A Comparative Study of Spatially Modulated Forcing of Cylinder Wake with Segmented Plasma Actuators of Different Wavelengths

The wake of a 1-inch diameter (D) circular cylinder was forced three dimensionally by mounting dielectric barrier discharge plasma actuators at specific spanwise locations. Actuators with spanwise wavelengths of 1, 2, 4 and 6D were used. Considerable drag reduction was achieved with 4D and 6D actuators compared to 1D and 2D actuators which showed no effect on the drag. In the case of the 6D actuator, prominent spanwise differences were observed in the wake mean velocity profiles, with a much wider wake behind the region of no plasma formation and differential development persisting well downstream. The different wavelength actuators were also compared in terms of their ability to induce streamwise vorticity in the wake.
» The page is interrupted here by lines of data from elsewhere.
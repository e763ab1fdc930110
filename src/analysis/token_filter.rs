//! Token filter implementations.
//!
//! - [`LowercaseFilter`] - lowercases token text
//! - [`StopFilter`] - drops common English stop words, keeping positions

use std::collections::HashSet;

use crate::analysis::token::TokenStream;
use crate::error::Result;

/// Trait for filters that transform token streams.
pub trait Filter: Send + Sync {
    /// Apply this filter to a token stream.
    fn filter(&self, tokens: TokenStream) -> Result<TokenStream>;

    /// Get the name of this filter.
    fn name(&self) -> &'static str;
}

/// A filter that converts tokens to lowercase.
#[derive(Clone, Debug, Default)]
pub struct LowercaseFilter;

impl LowercaseFilter {
    /// Create a new lowercase filter.
    pub fn new() -> Self {
        LowercaseFilter
    }
}

impl Filter for LowercaseFilter {
    fn filter(&self, tokens: TokenStream) -> Result<TokenStream> {
        Ok(Box::new(tokens.map(|mut token| {
            token.text = token.text.to_lowercase();
            token
        })))
    }

    fn name(&self) -> &'static str {
        "lowercase"
    }
}

/// Default English stop words list.
const DEFAULT_ENGLISH_STOP_WORDS: &[&str] = &[
    "a", "an", "and", "are", "as", "at", "be", "but", "by", "for", "if", "in", "into", "is", "it",
    "no", "not", "of", "on", "or", "such", "that", "the", "their", "then", "there", "these",
    "they", "this", "to", "was", "will", "with",
];

/// A filter that removes stop words.
///
/// Removed tokens leave a gap in positions, so phrase queries still see the
/// original distance between surviving terms.
#[derive(Clone, Debug)]
pub struct StopFilter {
    stop_words: HashSet<String>,
}

impl StopFilter {
    /// Create a stop filter with the default English stop words.
    pub fn new() -> Self {
        Self::from_words(DEFAULT_ENGLISH_STOP_WORDS.iter().copied())
    }

    /// Create a stop filter from a custom word list.
    pub fn from_words<I, S>(words: I) -> Self
    where
        I: IntoIterator<Item = S>,
        S: Into<String>,
    {
        StopFilter {
            stop_words: words.into_iter().map(Into::into).collect(),
        }
    }

    /// Check whether a word is a stop word.
    pub fn is_stop_word(&self, word: &str) -> bool {
        self.stop_words.contains(word)
    }
}

impl Default for StopFilter {
    fn default() -> Self {
        Self::new()
    }
}

impl Filter for StopFilter {
    fn filter(&self, tokens: TokenStream) -> Result<TokenStream> {
        let stop_words = self.stop_words.clone();
        Ok(Box::new(
            tokens.filter(move |token| !stop_words.contains(&token.text)),
        ))
    }

    fn name(&self) -> &'static str {
        "stop"
    }
}

#[cfg(test)]
mod tests {
    use super::*;
    use crate::analysis::token::Token;

    fn stream(words: &[&str]) -> TokenStream {
        let tokens: Vec<Token> = words
            .iter()
            .enumerate()
            .map(|(i, w)| Token::new(*w, i + 1))
            .collect();
        Box::new(tokens.into_iter())
    }

    #[test]
    fn test_lowercase_filter() {
        let filtered: Vec<Token> = LowercaseFilter::new()
            .filter(stream(&["Hello", "WORLD"]))
            .unwrap()
            .collect();

        assert_eq!(filtered[0].text, "hello");
        assert_eq!(filtered[1].text, "world");
    }

    #[test]
    fn test_stop_filter_keeps_positions() {
        let filtered: Vec<Token> = StopFilter::new()
            .filter(stream(&["the", "quick", "and", "brown"]))
            .unwrap()
            .collect();

        assert_eq!(filtered.len(), 2);
        assert_eq!(filtered[0].text, "quick");
        assert_eq!(filtered[0].position, 2);
        assert_eq!(filtered[1].text, "brown");
        assert_eq!(filtered[1].position, 4);
    }
}
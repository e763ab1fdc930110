use crate::engine::DocNum;
use crate::error::Result;
use crate::search::scorer::combine;
use crate::search::searcher::close_all;
use crate::search::{DocumentMatch, Searcher};

/// Matches documents matched by every child.
#[derive(Debug)]
pub struct ConjunctionSearcher {
    searchers: Vec<Box<dyn Searcher>>,
    currs: Vec<Option<DocumentMatch>>,
    initialized: bool,
    explain: bool,
}

impl ConjunctionSearcher {
    pub fn new(searchers: Vec<Box<dyn Searcher>>, explain: bool) -> Self {
        ConjunctionSearcher {
            searchers,
            currs: Vec::new(),
            initialized: false,
            explain,
        }
    }

    fn init(&mut self) -> Result<()> {
        if !self.initialized {
            for searcher in &mut self.searchers {
                self.currs.push(searcher.next()?);
            }
            self.initialized = true;
        }
        Ok(())
    }

    fn next_match(&mut self) -> Result<Option<DocumentMatch>> {
        if self.searchers.is_empty() {
            return Ok(None);
        }
        loop {
            let mut max = 0;
            for curr in &self.currs {
                match curr {
                    Some(m) => max = max.max(m.number),
                    None => return Ok(None),
                }
            }

            let mut aligned = true;
            for (curr, searcher) in self.currs.iter_mut().zip(self.searchers.iter_mut()) {
                if curr.as_ref().is_some_and(|m| m.number < max) {
                    *curr = searcher.advance(max)?;
                    aligned = false;
                }
            }

            if aligned {
                let matches: Vec<DocumentMatch> =
                    self.currs.iter_mut().filter_map(Option::take).collect();
                for (curr, searcher) in self.currs.iter_mut().zip(self.searchers.iter_mut()) {
                    *curr = searcher.next()?;
                }
                return Ok(combine(matches, None, self.explain));
            }
        }
    }
}

impl Searcher for ConjunctionSearcher {
    fn next(&mut self) -> Result<Option<DocumentMatch>> {
        self.init()?;
        self.next_match()
    }

    fn advance(&mut self, target: DocNum) -> Result<Option<DocumentMatch>> {
        self.init()?;
        for (curr, searcher) in self.currs.iter_mut().zip(self.searchers.iter_mut()) {
            if curr.as_ref().is_some_and(|m| m.number < target) {
                *curr = searcher.advance(target)?;
            }
        }
        self.next_match()
    }

    fn count(&self) -> u64 {
        self.searchers.iter().map(|s| s.count()).min().unwrap_or(0)
    }

    fn close(&mut self) -> Result<()> {
        close_all(&mut self.searchers)
    }
}
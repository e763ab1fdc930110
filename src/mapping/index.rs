//! Index mapping: the root of the mapping tree.
//!
//! # Examples
//!
//! ```
//! use glaive::document::Value;
//! use glaive::mapping::{DocumentMapping, FieldMapping, IndexMapping};
//!
//! let mut person = DocumentMapping::new();
//! person.add_field_at("name", FieldMapping::text().with_analyzer("keyword"));
//!
//! let mut mapping = IndexMapping::new();
//! mapping.add_document_mapping("person", person);
//! mapping.validate().unwrap();
//!
//! let value = Value::object([("_type", "person"), ("name", "Marty McFly")]);
//! let doc = mapping.map_document("a", &value).unwrap();
//! assert_eq!(doc.field("name").and_then(|f| f.as_text()), Some("Marty McFly"));
//! ```

use std::collections::BTreeMap;
use std::fmt;
use std::sync::Arc;

use serde::{Deserialize, Serialize};

use crate::analysis::{Analyzer, DateTimeParser};
use crate::document::{Document, Value};
use crate::error::{GlaiveError, Result};
use crate::mapping::document::DocumentMapping;
use crate::mapping::field::FieldMapping;
use crate::mapping::path::decode_path;
use crate::mapping::{
    DEFAULT_ANALYZER, DEFAULT_BYTE_ARRAY_CONVERTER, DEFAULT_DATETIME_PARSER, DEFAULT_FIELD,
    DEFAULT_TYPE, DEFAULT_TYPE_FIELD,
};
use crate::registry::Registry;

/// Decides the type of a value that carries no type field.
pub trait Classifier: Send + Sync + fmt::Debug {
    fn classify(&self, value: &Value) -> Option<String>;
}

fn default_type_field() -> String {
    DEFAULT_TYPE_FIELD.to_string()
}

fn default_type() -> String {
    DEFAULT_TYPE.to_string()
}

fn default_analyzer() -> String {
    DEFAULT_ANALYZER.to_string()
}

fn default_datetime_parser() -> String {
    DEFAULT_DATETIME_PARSER.to_string()
}

fn default_field() -> String {
    DEFAULT_FIELD.to_string()
}

fn default_byte_array_converter() -> String {
    DEFAULT_BYTE_ARRAY_CONVERTER.to_string()
}

/// Root mapping: per-type document mappings plus index-wide defaults.
#[derive(Clone, Serialize, Deserialize)]
pub struct IndexMapping {
    #[serde(default, rename = "types", skip_serializing_if = "BTreeMap::is_empty")]
    pub type_mappings: BTreeMap<String, DocumentMapping>,

    #[serde(default)]
    pub default_mapping: DocumentMapping,

    #[serde(default = "default_type_field")]
    pub type_field: String,

    #[serde(default = "default_type")]
    pub default_type: String,

    #[serde(default = "default_analyzer")]
    pub default_analyzer: String,

    #[serde(default = "default_datetime_parser")]
    pub default_datetime_parser: String,

    #[serde(default = "default_field")]
    pub default_field: String,

    #[serde(default = "default_byte_array_converter")]
    pub byte_array_converter: String,

    #[serde(skip)]
    registry: Arc<Registry>,

    #[serde(skip)]
    classifier: Option<Arc<dyn Classifier>>,
}

impl Default for IndexMapping {
    fn default() -> Self {
        Self::new()
    }
}

impl IndexMapping {
    pub fn new() -> Self {
        IndexMapping {
            type_mappings: BTreeMap::new(),
            default_mapping: DocumentMapping::new(),
            type_field: default_type_field(),
            default_type: default_type(),
            default_analyzer: default_analyzer(),
            default_datetime_parser: default_datetime_parser(),
            default_field: default_field(),
            byte_array_converter: default_byte_array_converter(),
            registry: Arc::new(Registry::default()),
            classifier: None,
        }
    }

    /// Resolve component names against this registry from now on.
    pub fn set_registry(&mut self, registry: Arc<Registry>) {
        self.registry = registry;
    }

    pub fn registry(&self) -> &Arc<Registry> {
        &self.registry
    }

    /// Consult a classifier for values without a type field.
    pub fn with_classifier(mut self, classifier: Arc<dyn Classifier>) -> Self {
        self.classifier = Some(classifier);
        self
    }

    pub fn add_document_mapping<S: Into<String>>(&mut self, type_name: S, mapping: DocumentMapping) {
        self.type_mappings.insert(type_name.into(), mapping);
    }

    /// Mapping used for a type, falling back to the default mapping.
    pub fn mapping_for_type(&self, type_name: &str) -> &DocumentMapping {
        self.type_mappings
            .get(type_name)
            .unwrap_or(&self.default_mapping)
    }

    /// Type name of a value: its type field, then the classifier, then the
    /// default type.
    pub fn determine_type(&self, value: &Value) -> String {
        let path = decode_path(&self.type_field);
        if let Some(type_name) = value.lookup_path(&path).and_then(Value::as_str) {
            return type_name.to_string();
        }
        if let Some(type_name) = self.classifier.as_ref().and_then(|c| c.classify(value)) {
            return type_name;
        }
        self.default_type.clone()
    }

    /// Check the defaults and every document mapping. Returns the first
    /// problem found.
    pub fn validate(&self) -> Result<()> {
        if self.registry.analyzer_named(&self.default_analyzer).is_none() {
            return Err(GlaiveError::mapping(format!(
                "analyzer named '{}' not found",
                self.default_analyzer
            )));
        }
        if self
            .registry
            .datetime_parser_named(&self.default_datetime_parser)
            .is_none()
        {
            return Err(GlaiveError::mapping(format!(
                "datetime parser named '{}' not found",
                self.default_datetime_parser
            )));
        }
        self.default_mapping.validate(&self.registry)?;
        for mapping in self.type_mappings.values() {
            mapping.validate(&self.registry)?;
        }
        Ok(())
    }

    /// Walk a value tree and produce the document to index.
    pub fn map_document(&self, id: &str, value: &Value) -> Result<Document> {
        let type_name = self.determine_type(value);
        let doc_mapping = self.mapping_for_type(&type_name);
        let mut ctx = WalkContext {
            mapping: self,
            doc_mapping,
            doc: Document::new(id),
        };
        if doc_mapping.enabled {
            doc_mapping.walk_document(value, &mut Vec::new(), &mut Vec::new(), &mut ctx);
        }
        Ok(ctx.doc)
    }

    /// Convert raw bytes with the configured converter, then map the result.
    pub fn map_bytes(&self, id: &str, bytes: &[u8]) -> Result<Document> {
        let converter = self
            .registry
            .byte_array_converter_named(&self.byte_array_converter)
            .ok_or_else(|| {
                GlaiveError::mapping(format!(
                    "byte array converter named '{}' not found",
                    self.byte_array_converter
                ))
            })?;
        let value = converter(bytes)?;
        self.map_document(id, &value)
    }

    pub fn analyzer_named(&self, name: &str) -> Option<Arc<dyn Analyzer>> {
        self.registry.analyzer_named(name)
    }

    pub fn datetime_parser_named(&self, name: &str) -> Option<Arc<dyn DateTimeParser>> {
        self.registry.datetime_parser_named(name)
    }

    /// Field mapping producing a field path, searching the type mappings first.
    pub fn field_mapping_for_path(&self, path: &str) -> Option<&FieldMapping> {
        self.type_mappings
            .values()
            .find_map(|m| m.field_mapping_for_path(path))
            .or_else(|| self.default_mapping.field_mapping_for_path(path))
    }

    /// Name of the analyzer queries should use for a field path.
    pub fn analyzer_name_for_path(&self, path: &str) -> String {
        if let Some(name) = self
            .field_mapping_for_path(path)
            .and_then(|fm| fm.analyzer.clone())
        {
            return name;
        }

        let segments = decode_path(path);
        self.type_mappings
            .values()
            .chain(std::iter::once(&self.default_mapping))
            .find_map(|m| m.default_analyzer_name(&segments))
            .map(str::to_string)
            .unwrap_or_else(|| self.default_analyzer.clone())
    }

    pub fn analyzer_for_path(&self, path: &str) -> Result<Arc<dyn Analyzer>> {
        let name = self.analyzer_name_for_path(path);
        self.analyzer_named(&name)
            .ok_or_else(|| GlaiveError::analysis(format!("analyzer named '{name}' not found")))
    }

    /// Name of the datetime parser for a field path.
    pub fn datetime_parser_name_for_path(&self, path: &str) -> String {
        self.field_mapping_for_path(path)
            .and_then(|fm| fm.date_format.clone())
            .unwrap_or_else(|| self.default_datetime_parser.clone())
    }

    pub fn datetime_parser_for_path(&self, path: &str) -> Result<Arc<dyn DateTimeParser>> {
        let name = self.datetime_parser_name_for_path(path);
        self.datetime_parser_named(&name).ok_or_else(|| {
            GlaiveError::analysis(format!("datetime parser named '{name}' not found"))
        })
    }
}

impl fmt::Debug for IndexMapping {
    fn fmt(&self, f: &mut fmt::Formatter<'_>) -> fmt::Result {
        f.debug_struct("IndexMapping")
            .field("type_mappings", &self.type_mappings)
            .field("default_mapping", &self.default_mapping)
            .field("type_field", &self.type_field)
            .field("default_type", &self.default_type)
            .field("default_analyzer", &self.default_analyzer)
            .field("default_datetime_parser", &self.default_datetime_parser)
            .field("default_field", &self.default_field)
            .field("byte_array_converter", &self.byte_array_converter)
            .field("classifier", &self.classifier)
            .finish()
    }
}

/// State threaded through one mapping walk.
pub(crate) struct WalkContext<'a> {
    pub(crate) mapping: &'a IndexMapping,
    pub(crate) doc_mapping: &'a DocumentMapping,
    pub(crate) doc: Document,
}

impl WalkContext<'_> {
    /// Analyzer for a text field: the field's own, then the deepest default on
    /// the document mapping, then the index default.
    pub(crate) fn analyzer_for_field(
        &self,
        field: &FieldMapping,
        path: &[String],
    ) -> Option<Arc<dyn Analyzer>> {
        let name = field
            .analyzer
            .as_deref()
            .or_else(|| self.doc_mapping.default_analyzer_name(path))
            .unwrap_or(&self.mapping.default_analyzer);
        let analyzer = self.mapping.analyzer_named(name);
        if analyzer.is_none() {
            log::warn!("no analyzer named '{name}', indexing field as a single term");
        }
        analyzer
    }
}

#[cfg(test)]
mod tests {
    use super::*;

    #[derive(Debug)]
    struct PrefixClassifier;

    impl Classifier for PrefixClassifier {
        fn classify(&self, value: &Value) -> Option<String> {
            value.get("sku").map(|_| "product".to_string())
        }
    }

    #[test]
    fn test_determine_type() {
        let mapping = IndexMapping::new().with_classifier(Arc::new(PrefixClassifier));

        let typed = Value::object([("_type", "person")]);
        assert_eq!(mapping.determine_type(&typed), "person");

        let classified = Value::object([("sku", "A-1")]);
        assert_eq!(mapping.determine_type(&classified), "product");

        let plain = Value::object([("name", "x")]);
        assert_eq!(mapping.determine_type(&plain), "_default");
    }

    #[test]
    fn test_json_round_trip_keeps_defaults() {
        let mut mapping = IndexMapping::new();
        let mut person = DocumentMapping::new();
        person.add_field_at("name", FieldMapping::text().with_analyzer("keyword"));
        mapping.add_document_mapping("person", person);

        let json = serde_json::to_string(&mapping).unwrap();
        let decoded: IndexMapping = serde_json::from_str(&json).unwrap();
        assert_eq!(decoded.type_mappings, mapping.type_mappings);
        assert_eq!(decoded.default_field, "_all");
        assert!(decoded.validate().is_ok());

        let sparse: IndexMapping = serde_json::from_str("{}").unwrap();
        assert_eq!(sparse.type_field, "_type");
        assert_eq!(sparse.default_analyzer, "standard");
    }

    #[test]
    fn test_validate_unknown_default_analyzer() {
        let mut mapping = IndexMapping::new();
        mapping.default_analyzer = "missing".to_string();
        assert!(matches!(mapping.validate(), Err(GlaiveError::Mapping(_))));
    }

    #[test]
    fn test_analyzer_name_for_path() {
        let mut mapping = IndexMapping::new();
        let mut person = DocumentMapping::new();
        person.add_field_at("name", FieldMapping::text().with_analyzer("keyword"));
        person.add_sub_document("bio", DocumentMapping::new().with_default_analyzer("simple"));
        mapping.add_document_mapping("person", person);

        assert_eq!(mapping.analyzer_name_for_path("name"), "keyword");
        assert_eq!(mapping.analyzer_name_for_path("bio.text"), "simple");
        assert_eq!(mapping.analyzer_name_for_path("other"), "standard");
    }

    #[test]
    fn test_map_bytes() {
        let mapping = IndexMapping::new();
        let doc = mapping.map_bytes("1", br#"{"name": "marty"}"#).unwrap();
        assert_eq!(doc.field("name").and_then(|f| f.as_text()), Some("marty"));
        assert!(mapping.map_bytes("1", b"not json").is_err());
    }
}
Segmented forcing with the 4D actuator augmented the generation of streamwise vorticity in the wake which was revealed in the cross-plane time-averaged data. A detailed study of vortex dislocation was carried out with a rake of eight hot wires. Segmented forcing with 4 and 6 D actuator introduced vortex dislocation in the Karman vortex street. The phenomenon of vortex dislocation due to phase mismatch is inferred as the primary reason for the effectiveness of 4D actuator in reducing drag.